Today's AfPak round-up:
Afghan companies allegedly owed millions by U.S. firms. According to a NATO official, American contractors hired by the Pentagon are "contributing to fueling the insurgency" by failing to pay their Afghan subcontractors, adding that because Afghans are unlikely to hire American attorneys, they have almost no chance of ever seeing payment. One company, Bennett-Fouch, is alleged to owe $1.5 million to Afghan businessman Jalaluddin Saeed for four contracts to build concrete barriers for U.S. and NATO military bases last year. Saeed had to flee Kandahar along with his family to escape angry creditors. [NYT]
Afghans paid nearly $1B in bribes last year: survey. Nearly 30% of Afghan households surveyed reported having paid a bribe in the past year; over three-quarters of these households are in rural areas, where NATO forces have struggled to persuade residents to ally with them against the Taliban. More than a quarter of respondents felt deprived of access to justice and security because of corruption, and half of those surveyed said state corruption helped the Taliban expand. The survey was conducted by the monitoring group Integrity Watch Afghanistan. [Guardian, WaPo]VIDEO: U.S. troops in Afghanistan say rules of engagement too restrictive.
Soldiers say rules authored by Gen. Stanley McChrystal to minimize civilian casualties, currently under review by Gen. David Petraeus, are making it difficult for U.S. troops to take the fight to the Taliban. [GlobalPost]
British accomplished little in violent Sangin district, say Afghans.
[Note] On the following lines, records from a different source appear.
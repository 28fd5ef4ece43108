//! Messenger Platform bridge.
//!
//! The [`DeliveryChannel`] trait decouples the conversation and broadcast
//! logic from the Graph API so that both can run against a recording double
//! in tests.

pub mod client;
pub mod templates;
pub mod webhook;

use std::future::Future;
use std::pin::Pin;

use serde_json::Value;

use crate::models::reply::ReplyPayload;
use crate::Result;

/// Boxed future returned by [`DeliveryChannel`] methods.
pub type DeliveryFuture<'a, T> = Pin<Box<dyn Future<Output = Result<T>> + Send + 'a>>;

/// Why a message is being sent; maps to the Send API `messaging_type`.
#[derive(Debug, Clone, Copy, PartialEq, Eq)]
pub enum MessagingType {
    /// Reply to something the user just did.
    Response,
    /// Proactive message such as the daily broadcast.
    Update,
}

impl MessagingType {
    /// Wire value for the Send API.
    #[must_use]
    pub fn as_str(self) -> &'static str {
        match self {
            Self::Response => "RESPONSE",
            Self::Update => "UPDATE",
        }
    }
}

/// One-time page configuration pushed by the administrative init trigger.
#[derive(Debug, Clone, PartialEq, Eq)]
pub struct PageSettings {
    /// Greeting shown before the conversation starts.
    pub greeting_text: String,
    /// Payload of the "Get Started" button.
    pub get_started_payload: String,
    /// Persistent menu entries as `(title, payload)`.
    pub menu: Vec<(String, String)>,
}

/// Outbound side of the chat platform.
pub trait DeliveryChannel: Send + Sync {
    /// Deliver one reply to one recipient.
    ///
    /// # Errors
    ///
    /// Returns [`AppError::Delivery`](crate::AppError::Delivery) if the
    /// platform rejects the message or cannot be reached.
    fn send<'a>(
        &'a self,
        recipient: &'a str,
        reply: &'a ReplyPayload,
        messaging_type: MessagingType,
    ) -> DeliveryFuture<'a, ()>;

    /// Fetch the public profile of a user.
    ///
    /// # Errors
    ///
    /// Returns [`AppError::Delivery`](crate::AppError::Delivery) if the
    /// lookup fails.
    fn user_profile<'a>(&'a self, user_id: &'a str) -> DeliveryFuture<'a, Value>;

    /// Push greeting, get-started button and persistent menu.
    ///
    /// # Errors
    ///
    /// Returns [`AppError::Delivery`](crate::AppError::Delivery) if the
    /// platform rejects the settings.
    fn configure_page<'a>(&'a self, settings: &'a PageSettings) -> DeliveryFuture<'a, ()>;
}
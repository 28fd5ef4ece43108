//! Persistence layer modules.

pub mod db;
pub mod joke_repo;
pub mod schema;
pub mod user_repo;

/// Re-export the database pool type for convenience.
pub use sqlx::SqlitePool;
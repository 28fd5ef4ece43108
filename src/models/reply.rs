//! Outbound reply payloads.

use serde::{Deserialize, Serialize};

/// Postback payload that requests a joke.
pub const JOKE_PAYLOAD: &str = "joke";
/// Postback payload of the "Get Started" button.
pub const START_PAYLOAD: &str = "start";

/// A postback button shown under a message.
#[derive(Debug, Clone, Serialize, Deserialize, PartialEq, Eq)]
pub struct Button {
    /// Visible label.
    pub label: String,
    /// Payload posted back when pressed.
    pub payload: String,
}

impl Button {
    /// Construct a postback button.
    #[must_use]
    pub fn postback(label: impl Into<String>, payload: impl Into<String>) -> Self {
        Self {
            label: label.into(),
            payload: payload.into(),
        }
    }
}

/// Platform-neutral reply shape.
#[derive(Debug, Clone, Serialize, Deserialize, PartialEq, Eq)]
#[serde(tag = "kind", rename_all = "snake_case")]
pub enum ReplyPayload {
    /// Plain text.
    Text {
        /// Message body.
        body: String,
    },
    /// A single image by URL.
    Image {
        /// Image location.
        url: String,
    },
    /// Text with ordered postback buttons.
    ButtonCarousel {
        /// Message body.
        body: String,
        /// Buttons in display order.
        buttons: Vec<Button>,
    },
}

impl ReplyPayload {
    /// Plain-text reply.
    #[must_use]
    pub fn text(body: impl Into<String>) -> Self {
        Self::Text { body: body.into() }
    }

    /// Image reply.
    #[must_use]
    pub fn image(url: impl Into<String>) -> Self {
        Self::Image { url: url.into() }
    }

    /// Text with a single postback button.
    #[must_use]
    pub fn single_button(body: impl Into<String>, button: Button) -> Self {
        Self::ButtonCarousel {
            body: body.into(),
            buttons: vec![button],
        }
    }
}

/// A reply addressed to one recipient.
#[derive(Debug, Clone, PartialEq, Eq)]
pub struct OutboundReply {
    /// Page-scoped recipient id.
    pub recipient: String,
    /// What to send.
    pub payload: ReplyPayload,
}

impl OutboundReply {
    /// Address `payload` to `recipient`.
    #[must_use]
    pub fn new(recipient: impl Into<String>, payload: ReplyPayload) -> Self {
        Self {
            recipient: recipient.into(),
            payload,
        }
    }
}
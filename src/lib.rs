#![forbid(unsafe_code)]

//! `cheeseday` — a Messenger bot that tells a cheese joke a day.

pub mod bot;
pub mod config;
pub mod errors;
pub mod messenger;
pub mod models;
pub mod persistence;
pub mod server;
pub mod state;

pub use config::GlobalConfig;
pub use errors::{AppError, Result};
Locals say Britain will withdraw from the small town, whose insurgents have claimed the lives of over 100 British soldiers over the past four years, having failed to deliver peace or development. Though British soldiers enjoy battlefield superiority in the town, frequent "presence patrols" they were required to conduct as part of their counterinsurgency strategy made them easy targets for insurgents' roadside bombs and landmines. [Guardian]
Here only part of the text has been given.